Topic 7.3 Gene Technology Flashcards
Gene technology
- The manipulation of genes in living organisms.
- Genes from one organism may be inserted into another.
Recombinant DNA
- DNA that has been formed artificially by combining DNA from different organisms.
(Marker genes are used to identify recombinant cells).
The first step in Recombinant DNA
- Isolating the DNA/gene of interest.
- Detergent is used to isolate the DNA from a sample.
- It breaks down the membrane.
(Protein may need to be removed using digestive enzymes). - There are three ways to isolate the gene:
1) Using reverse transcriptase
2) Using restriction endonuclease
3) The Gene Machine
Isolating gene: Using reverse transcriptase
- RNA is taken from a cell that produces the required protein.
- Reverse transcriptase causes a reaction in which complimentary DNA (cDNA) is made from mRNA and DNA nucleotides.
- The result is a single strand of cDNA.
—> DNA polymerase and free nucleotides are used to produce a double strand of cDNA
Isolating gene: Using restriction endonuclease
- Gene can be removed from the chromosome using restriction endonuclease.
- Different enzymes cut the DNA at a different positions.
- This is called a recognition sequence.
(Restriction enzymes are made by bacteria).
Isolating gene: Gene Machine
- Scientists examine amino acid sequencing in desired protein.
- Creates small non overlapping section of DNA which are joined to create the desired gene.
- PCR is used to amplify this copy.
Gene engineering
1) Isolating required gene (using restriction endonuclease).
2) Inserting the gene in a ‘vector’ (using ligase).
3) Transformation- the gene is delivered into the required cell for protein growth (using microinjection).
4) Identification of host cells that have taken up the gene.
5) Grow cells with the new gene on a large scale (cloning).
Transformation
- The vector needs to be placed back into the host cells.
1) Place the host cells in ice cold calcium chloride solution to make cell walls more permeable.
2) The plasmids are then added to the mixture is heat shocked (42°C for 2 minutes) which encourages the cells to take up the plasmids.
Transformation: Gene guns
- A method for the physical introduction of DNA into plant cells containing cell walls:
-DNA is shot into the cell at a high speed.

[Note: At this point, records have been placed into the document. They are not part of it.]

pub mod config;
pub mod geocoding;
pub mod harvester;
pub mod http;
pub mod model;
pub mod rewrite;
pub mod speed_table;
//! Waypoint extraction from routing-engine responses.
//!
//! The driver app renders the decoded route shape plus one waypoint per
//! maneuver. Maneuvers whose shape index falls outside the decoded geometry
//! get a zero coordinate rather than being dropped, so the waypoint list
//! always lines up with the maneuver list.

use tracing::warn;

use crate::domain::model::location::GeoPoint;
use crate::domain::model::route::{Coordinate, RoutePayload, Waypoint};

/// Decode the first leg's shape and pair every maneuver with its starting
/// coordinate, street name and instruction.
pub fn extract_waypoints(payload: &RoutePayload) -> (Vec<Waypoint>, Vec<Coordinate>) {
    let mut waypoints = Vec::new();
    let mut coordinates = Vec::new();

    let Some(trip) = payload.trip.as_ref() else {
        return (waypoints, coordinates);
    };
    let Some(leg) = trip.legs.first() else {
        return (waypoints, coordinates);
    };

    if let Some(shape) = leg.shape.as_deref() {
        match polyline::decode_polyline(shape, 6) {
            Ok(line) => {
                coordinates = line
                    .coords()
                    .map(|c| Coordinate { lat: c.y, lon: c.x })
                    .collect();
            }
            Err(e) => {
                warn!(error = %e, "failed to decode route shape");
            }
        }
    }

    for (i, maneuver) in leg.maneuvers.iter().enumerate() {
        let instruction = maneuver
            .instruction
            .clone()
            .unwrap_or_else(|| format!("구간 {}", i + 1));
        let name = maneuver
            .street_names
            .first()
            .cloned()
            .unwrap_or_else(|| format!("구간{}", i + 1));

        let begin_idx = maneuver.begin_shape_index.unwrap_or(0);
        let (lat, lon) = match coordinates.get(begin_idx) {
            Some(c) => (c.lat, c.lon),
            None => (0.0, 0.0),
        };

        waypoints.push(Waypoint { lat, lon, name, instruction });
    }

    (waypoints, coordinates)
}

/// Two-point stand-in used when a route carries no usable maneuvers:
/// the current position and the destination.
pub fn synthetic_waypoints(
    from: GeoPoint,
    start_instruction: &str,
    to: GeoPoint,
    to_name: &str,
    end_instruction: &str,
) -> (Vec<Waypoint>, Vec<Coordinate>) {
    let waypoints = vec![
        Waypoint {
            lat: from.lat,
            lon: from.lon,
            name: "현재위치".to_string(),
            instruction: start_instruction.to_string(),
        },
        Waypoint {
            lat: to.lat,
            lon: to.lon,
            name: to_name.to_string(),
            instruction: end_instruction.to_string(),
        },
    ];
    let coordinates = vec![
        Coordinate { lat: from.lat, lon: from.lon },
        Coordinate { lat: to.lat, lon: to.lon },
    ];
    (waypoints, coordinates)
}

/// Attach extracted waypoints to the payload, substituting the synthetic
/// pair when extraction yields nothing.
pub fn enrich_route(
    payload: &mut RoutePayload,
    from: GeoPoint,
    start_instruction: &str,
    to: GeoPoint,
    to_name: &str,
    end_instruction: &str,
) {
    let (mut waypoints, mut coordinates) = extract_waypoints(payload);
    if waypoints.is_empty() {
        (waypoints, coordinates) =
            synthetic_waypoints(from, start_instruction, to, to_name, end_instruction);
    }
    if payload.trip.is_some() {
        payload.waypoints = Some(waypoints);
        payload.coordinates = Some(coordinates);
    }
}

#[cfg(test)]
mod tests {
    use serde_json::Map;

    use super::*;
    use crate::domain::model::route::{Leg, Maneuver, Trip};

    fn maneuver(instruction: &str, street: Option<&str>, begin: usize) -> Maneuver {
        Maneuver {
            instruction: Some(instruction.to_string()),
            street_names: street.map(|s| vec![s.to_string()]).unwrap_or_default(),
            begin_shape_index: Some(begin),
            length: Some(1.0),
            time: Some(60.0),
            extra: Map::new(),
        }
    }

    fn payload_with(maneuvers: Vec<Maneuver>, shape: Option<&str>) -> RoutePayload {
        RoutePayload {
            trip: Some(Trip {
                legs: vec![Leg {
                    maneuvers,
                    shape: shape.map(|s| s.to_string()),
                    extra: Map::new(),
                }],
                summary: None,
                extra: Map::new(),
            }),
            waypoints: None,
            coordinates: None,
            extra: Map::new(),
        }
    }

    // Precision-6 encoding of (37.53, 126.96) -> (37.54, 126.97).
    fn encoded_shape() -> String {
        let line = geo_types::LineString::from(vec![(126.96, 37.53), (126.97, 37.54)]);
        polyline::encode_coordinates(line, 6).unwrap()
    }

    #[test]
    fn test_extracts_waypoint_per_maneuver() {
        let shape = encoded_shape();
        let payload = payload_with(
            vec![maneuver("출발", Some("한강대로"), 0), maneuver("도착", None, 1)],
            Some(&shape),
        );

        let (waypoints, coordinates) = extract_waypoints(&payload);
        assert_eq!(coordinates.len(), 2);
        assert_eq!(waypoints.len(), 2);
        assert_eq!(waypoints[0].name, "한강대로");
        assert!((waypoints[0].lat - 37.53).abs() < 1e-5);
        assert_eq!(waypoints[1].name, "구간2");
        assert!((waypoints[1].lat - 37.54).abs() < 1e-5);
    }

    #[test]
    fn test_out_of_range_shape_index_yields_zero() {
        let shape = encoded_shape();
        let payload = payload_with(vec![maneuver("도착", Some("역삼로"), 99)], Some(&shape));

        let (waypoints, _) = extract_waypoints(&payload);
        assert_eq!(waypoints[0].lat, 0.0);
        assert_eq!(waypoints[0].lon, 0.0);
    }

    #[test]
    fn test_missing_trip_yields_nothing() {
        let payload = RoutePayload {
            trip: None,
            waypoints: None,
            coordinates: None,
            extra: Map::new(),
        };
        let (waypoints, coordinates) = extract_waypoints(&payload);
        assert!(waypoints.is_empty());
        assert!(coordinates.is_empty());
    }

    #[test]
    fn test_enrich_falls_back_to_synthetic_pair() {
        let mut payload = payload_with(vec![], None);
        enrich_route(
            &mut payload,
            GeoPoint::new(37.5, 127.0),
            "수거 시작",
            GeoPoint::new(37.51, 127.01),
            "상품",
            "목적지 도착",
        );
        let waypoints = payload.waypoints.unwrap();
        assert_eq!(waypoints.len(), 2);
        assert_eq!(waypoints[0].name, "현재위치");
        assert_eq!(waypoints[1].instruction, "목적지 도착");
        assert_eq!(payload.coordinates.unwrap().len(), 2);
    }
}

(Microscopic gold pellets are coated with copies of the DNA fragment).
Transformation: Liposome wrapping
- The gene to be inserted is wrapped in liposomes (spheres formed from a lipid bilayer).
- These fuse with the cell membrane and can pass through it to deliver the DNA.

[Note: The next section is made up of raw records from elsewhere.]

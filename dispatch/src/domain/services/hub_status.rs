//! Per-driver hub-arrival state for the current session.
//!
//! Set when a driver with no outstanding stops reports hub arrival; cleared
//! the moment the planner hands that driver a new stop. The map is shared
//! across request handlers; the lock is held only for the map operation
//! itself, never across an await point.

use std::collections::HashMap;

use parking_lot::Mutex;

/// Process-wide hub-arrival registry.
#[derive(Debug, Default)]
pub struct HubStatusRegistry {
    inner: Mutex<HashMap<i64, bool>>,
}

impl HubStatusRegistry {
    pub fn new() -> Self {
        Self::default()
    }

    /// Whether the driver has reported hub arrival in the current session.
    pub fn is_at_hub(&self, driver_id: i64) -> bool {
        self.inner.lock().get(&driver_id).copied().unwrap_or(false)
    }

    /// Record hub arrival for the driver.
    pub fn mark_arrived(&self, driver_id: i64) {
        self.inner.lock().insert(driver_id, true);
    }

    /// Clear the hub flag; returns whether it was set.
    pub fn clear(&self, driver_id: i64) -> bool {
        self.inner.lock().insert(driver_id, false).unwrap_or(false)
    }
}

#[cfg(test)]
mod tests {
    use super::*;

    #[test]
    fn test_defaults_to_not_at_hub() {
        let registry = HubStatusRegistry::new();
        assert!(!registry.is_at_hub(1));
    }

    #[test]
    fn test_mark_and_clear() {
        let registry = HubStatusRegistry::new();
        registry.mark_arrived(3);
        assert!(registry.is_at_hub(3));
        assert!(!registry.is_at_hub(4));

        assert!(registry.clear(3));
        assert!(!registry.is_at_hub(3));
        // clearing an unset driver reports false
        assert!(!registry.clear(4));
    }
}
#[cfg(test)]
mod tests {
    use chrono::{NaiveDate, TimeZone};
    use chrono_tz::Asia::Seoul;
    use serde_json::Map;

    use super::*;
    use crate::boundary::ports::geocoder::{Geocoded, MockGeocoder};
    use crate::boundary::ports::optimizer::{MockTourOptimizer, OptimizerError, Tour};
    use crate::boundary::ports::parcel_repository::MockParcelRepository;
    use crate::boundary::ports::routing::{MockRoutingEngine, RoutingError, TimeMatrix};
    use crate::domain::model::parcel::ParcelStatus;
    use crate::domain::model::route::{Leg, Trip, TripSummary};

    fn seoul(h: u32, m: u32) -> DateTime<Tz> {
        Seoul.with_ymd_and_hms(2025, 6, 2, h, m, 0).unwrap()
    }

    fn pending_parcel(id: i64, addr: &str) -> Parcel {
        Parcel {
            id,
            owner_id: 100,
            owner_name: Some("보내는이".to_string()),
            size: "M".to_string(),
            recipient_addr: addr.to_string(),
            recipient_name: Some("받는이".to_string()),
            recipient_phone: Some("010-0000-0000".to_string()),
            product_name: format!("상품{}", id),
            status: ParcelStatus::PickupPending,
            pickup_driver_id: Some(1),
            pickup_driver_name: None,
            delivery_driver_id: None,
            delivery_driver_name: None,
            pickup_scheduled_date: Some(NaiveDate::from_ymd_opt(2025, 6, 2).unwrap()),
            pickup_completed_at: None,
            delivery_completed_at: None,
            is_next_pickup_target: false,
            is_next_delivery_target: false,
            created_at: NaiveDate::from_ymd_opt(2025, 6, 2)
                .unwrap()
                .and_hms_opt(8, 0, 0)
                .unwrap(),
        }
    }

    fn geocoded(lat: f64, lon: f64) -> Geocoded {
        Geocoded {
            point: GeoPoint::new(lat, lon),
            label: "어딘가".to_string(),
            confidence: 0.95,
        }
    }

    fn trip_payload() -> RoutePayload {
        RoutePayload {
            trip: Some(Trip {
                legs: vec![Leg { maneuvers: vec![], shape: None, extra: Map::new() }],
                summary: Some(TripSummary {
                    length: Some(4.2),
                    time: Some(600.0),
                    extra: Map::new(),
                }),
                extra: Map::new(),
            }),
            waypoints: None,
            coordinates: None,
            extra: Map::new(),
        }
    }

    fn planner(
        parcels: MockParcelRepository,
        geocoder: MockGeocoder,
        routing: MockRoutingEngine,
        optimizer: MockTourOptimizer,
        hub: Arc<HubStatusRegistry>,
    ) -> NextDestinationPlanner<MockParcelRepository, MockGeocoder, MockRoutingEngine, MockTourOptimizer>
    {
        NextDestinationPlanner::new(
            Arc::new(parcels),
            Arc::new(geocoder),
            Arc::new(routing),
            Arc::new(optimizer),
            hub,
        )
    }

    fn three_pending() -> Vec<Parcel> {
        vec![
            pending_parcel(11, "서울 마포구 공덕동 1"),
            pending_parcel(12, "서울 마포구 성산동 2"),
            pending_parcel(13, "서울 서대문구 신촌동 3"),
        ]
    }

    #[tokio::test]
    async fn test_blocks_before_window() {
        let p = planner(
            MockParcelRepository::new(),
            MockGeocoder::new(),
            MockRoutingEngine::new(),
            MockTourOptimizer::new(),
            Arc::new(HubStatusRegistry::new()),
        );

        let outcome = p.handle(Phase::Pickup, 1, seoul(6, 30)).await.unwrap();
        match outcome {
            PlannerOutcome::Waiting { current_time, hours_left, minutes_left } => {
                assert_eq!(current_time, "06:30");
                assert_eq!(hours_left, 0);
                assert_eq!(minutes_left, 30);
            }
            other => panic!("expected Waiting, got {:?}", other),
        }
    }

    #[tokio::test]
    async fn test_tour_picks_first_non_origin_stop() {
        let mut parcels = MockParcelRepository::new();
        parcels.expect_pending_pickups().returning(|_, _| Ok(three_pending()));
        parcels.expect_last_completed_pickup_addr().returning(|_, _| Ok(None));

        let mut geocoder = MockGeocoder::new();
        geocoder.expect_geocode().returning(|_| geocoded(37.55, 126.95));

        let mut routing = MockRoutingEngine::new();
        routing
            .expect_time_matrix()
            .returning(|points| Ok(TimeMatrix { seconds: vec![vec![60.0; points.len()]; points.len()] }));
        routing.expect_turn_by_turn().returning(|_, _| Ok(trip_payload()));

        let mut optimizer = MockTourOptimizer::new();
        optimizer
            .expect_solve()
            .returning(|_| Ok(Tour { order: vec![0, 2, 1, 3], cost: 240.0 }));

        let p = planner(parcels, geocoder, routing, optimizer, Arc::new(HubStatusRegistry::new()));
        let outcome = p.handle(Phase::Pickup, 1, seoul(9, 0)).await.unwrap();

        match outcome {
            PlannerOutcome::Next { destination, remaining, algorithm, route, .. } => {
                // tour [0, 2, 1, 3] -> matrix node 2 -> second outstanding parcel
                assert_eq!(destination.parcel_id, 12);
                assert_eq!(remaining, 3);
                assert_eq!(algorithm, PlannerAlgorithm::LkhTsp);
                assert!(route.unwrap().waypoints.unwrap().len() >= 2);
            }
            other => panic!("expected Next, got {:?}", other),
        }
    }

    #[tokio::test]
    async fn test_degenerate_tour_never_selects_origin() {
        let mut parcels = MockParcelRepository::new();
        parcels.expect_pending_pickups().returning(|_, _| Ok(three_pending()));
        parcels.expect_last_completed_pickup_addr().returning(|_, _| Ok(None));

        let mut geocoder = MockGeocoder::new();
        geocoder.expect_geocode().returning(|_| geocoded(37.55, 126.95));

        let mut routing = MockRoutingEngine::new();
        routing
            .expect_time_matrix()
            .returning(|points| Ok(TimeMatrix { seconds: vec![vec![60.0; points.len()]; points.len()] }));
        routing.expect_turn_by_turn().returning(|_, _| Ok(trip_payload()));

        let mut optimizer = MockTourOptimizer::new();
        optimizer
            .expect_solve()
            .returning(|_| Ok(Tour { order: vec![0, 0, 1, 2], cost: 180.0 }));

        let p = planner(parcels, geocoder, routing, optimizer, Arc::new(HubStatusRegistry::new()));
        let outcome = p.handle(Phase::Pickup, 1, seoul(9, 0)).await.unwrap();

        match outcome {
            PlannerOutcome::Next { destination, .. } => {
                // first non-zero entry is matrix node 1, the first stop
                assert_eq!(destination.parcel_id, 11);
            }
            other => panic!("expected Next, got {:?}", other),
        }
    }

    #[tokio::test]
    async fn test_optimizer_failure_degrades_to_nearest() {
        let mut parcels = MockParcelRepository::new();
        parcels.expect_pending_pickups().returning(|_, _| Ok(three_pending()));
        parcels.expect_last_completed_pickup_addr().returning(|_, _| Ok(None));

        let mut geocoder = MockGeocoder::new();
        geocoder.expect_geocode().returning(|_| geocoded(37.55, 126.95));

        let mut routing = MockRoutingEngine::new();
        routing
            .expect_time_matrix()
            .returning(|points| Ok(TimeMatrix { seconds: vec![vec![60.0; points.len()]; points.len()] }));
        routing.expect_turn_by_turn().returning(|_, _| Ok(trip_payload()));

        let mut optimizer = MockTourOptimizer::new();
        optimizer
            .expect_solve()
            .returning(|_| Err(OptimizerError::Unavailable("HTTP 500".to_string())));

        let p = planner(parcels, geocoder, routing, optimizer, Arc::new(HubStatusRegistry::new()));
        let outcome = p.handle(Phase::Pickup, 1, seoul(9, 0)).await.unwrap();

        match outcome {
            PlannerOutcome::Next { destination, algorithm, .. } => {
                assert_eq!(algorithm, PlannerAlgorithm::Nearest);
                assert_eq!(destination.parcel_id, 11);
            }
            other => panic!("expected Next, got {:?}", other),
        }
    }

    #[tokio::test]
    async fn test_route_failure_after_nearest_is_fallback() {
        let mut parcels = MockParcelRepository::new();
        parcels.expect_pending_pickups().returning(|_, _| Ok(three_pending()));
        parcels.expect_last_completed_pickup_addr().returning(|_, _| Ok(None));

        let mut geocoder = MockGeocoder::new();
        geocoder.expect_geocode().returning(|_| geocoded(37.55, 126.95));

        let mut routing = MockRoutingEngine::new();
        routing
            .expect_time_matrix()
            .returning(|_| Err(RoutingError::Transport("timeout".to_string())));
        routing
            .expect_turn_by_turn()
            .returning(|_, _| Err(RoutingError::Transport("timeout".to_string())));

        let p = planner(
            parcels,
            geocoder,
            routing,
            MockTourOptimizer::new(),
            Arc::new(HubStatusRegistry::new()),
        );
        let outcome = p.handle(Phase::Pickup, 1, seoul(9, 0)).await.unwrap();

        match outcome {
            PlannerOutcome::Next { destination, algorithm, route, .. } => {
                assert_eq!(algorithm, PlannerAlgorithm::Fallback);
                assert_eq!(destination.parcel_id, 11);
                assert!(route.is_none());
            }
            other => panic!("expected Next, got {:?}", other),
        }
    }

    #[tokio::test]
    async fn test_empty_pool_after_cutoff_returns_to_hub() {
        let mut parcels = MockParcelRepository::new();
        parcels.expect_pending_pickups().returning(|_, _| Ok(vec![]));
        parcels.expect_last_completed_pickup_addr().returning(|_, _| Ok(None));

        let mut routing = MockRoutingEngine::new();
        routing.expect_turn_by_turn().returning(|_, _| Ok(trip_payload()));

        let p = planner(
            parcels,
            MockGeocoder::new(),
            routing,
            MockTourOptimizer::new(),
            Arc::new(HubStatusRegistry::new()),
        );
        let outcome = p.handle(Phase::Pickup, 2, seoul(14, 0)).await.unwrap();

        match outcome {
            PlannerOutcome::ReturnToHub { route, current_location, distance_to_hub } => {
                assert_eq!(current_location, HUB_POINT);
                assert_eq!(distance_to_hub, 4.2);
                let route = route.unwrap();
                assert!(!route.waypoints.unwrap().is_empty());
            }
            other => panic!("expected ReturnToHub, got {:?}", other),
        }
    }

    #[tokio::test]
    async fn test_empty_pool_before_cutoff_waits_for_orders() {
        let mut parcels = MockParcelRepository::new();
        parcels.expect_pending_pickups().returning(|_, _| Ok(vec![]));
        parcels.expect_last_completed_pickup_addr().returning(|_, _| Ok(None));

        let p = planner(
            parcels,
            MockGeocoder::new(),
            MockRoutingEngine::new(),
            MockTourOptimizer::new(),
            Arc::new(HubStatusRegistry::new()),
        );
        let outcome = p.handle(Phase::Pickup, 2, seoul(10, 30)).await.unwrap();
        assert!(matches!(outcome, PlannerOutcome::WaitingForOrders { .. }));
    }

    #[tokio::test]
    async fn test_at_hub_short_circuit() {
        let mut parcels = MockParcelRepository::new();
        parcels.expect_pending_deliveries().returning(|_| Ok(vec![]));

        let hub = Arc::new(HubStatusRegistry::new());
        hub.mark_arrived(7);

        let p = planner(
            parcels,
            MockGeocoder::new(),
            MockRoutingEngine::new(),
            MockTourOptimizer::new(),
            hub,
        );
        let outcome = p.handle(Phase::Delivery, 7, seoul(16, 0)).await.unwrap();
        match outcome {
            PlannerOutcome::AtHub { current_location } => {
                assert_eq!(current_location, HUB_POINT);
            }
            other => panic!("expected AtHub, got {:?}", other),
        }
    }

    #[tokio::test]
    async fn test_new_stops_clear_hub_flag() {
        let mut parcels = MockParcelRepository::new();
        parcels
            .expect_pending_pickups()
            .returning(|_, _| Ok(vec![pending_parcel(21, "서울 용산구 한강로 1")]));
        parcels.expect_last_completed_pickup_addr().returning(|_, _| Ok(None));

        let mut geocoder = MockGeocoder::new();
        geocoder.expect_geocode().returning(|_| geocoded(37.53, 126.98));

        let mut routing = MockRoutingEngine::new();
        routing
            .expect_time_matrix()
            .returning(|points| Ok(TimeMatrix { seconds: vec![vec![30.0; points.len()]; points.len()] }));
        routing.expect_turn_by_turn().returning(|_, _| Ok(trip_payload()));

        let mut optimizer = MockTourOptimizer::new();
        optimizer.expect_solve().returning(|_| Ok(Tour { order: vec![0, 1], cost: 30.0 }));

        let hub = Arc::new(HubStatusRegistry::new());
        hub.mark_arrived(3);

        let p = planner(parcels, geocoder, routing, optimizer, hub.clone());
        let outcome = p.handle(Phase::Pickup, 3, seoul(9, 0)).await.unwrap();

        assert!(matches!(outcome, PlannerOutcome::Next { .. }));
        assert!(!hub.is_at_hub(3));
    }
}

Transformation: Microinjection
Injecting DNA directly into cells (often used in animals).
Transformation outcomes
- Successful transformation (gene is in plasmid)- 5% likely.

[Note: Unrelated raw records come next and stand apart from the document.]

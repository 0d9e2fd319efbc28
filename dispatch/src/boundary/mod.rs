//! Boundary Layer
//!
//! Contains port interfaces (traits) that define the contracts between
//! the application layer and infrastructure adapters.

pub mod ports;
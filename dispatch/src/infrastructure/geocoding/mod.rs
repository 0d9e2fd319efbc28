pub mod kakao;

pub use kakao::KakaoGeocoder;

- Unsuccessful transformation (gene is outside the plasmid).
- No plasmid.
How do we make GM plants?
- Usually use the bacterium Agrobacterium tumerfacians which causes tumors in plants.
- Agrobacterium contains Ti plasmid, which transfers genetic material into plants.
- GM plant tissue can then be grown by tissue culture (as plant cells remain totipotent).
- Plants are cloned.
GM Soya beans
- They have been made resistant to herbicides.
- Fatty acid balance.
Knockout mice
- A lab mouse in which one or more genes have been turned off or ‘knocked out’.
—> To create a knockout mouse, scientists genetically engineer the animal by disrupting a gene of interest.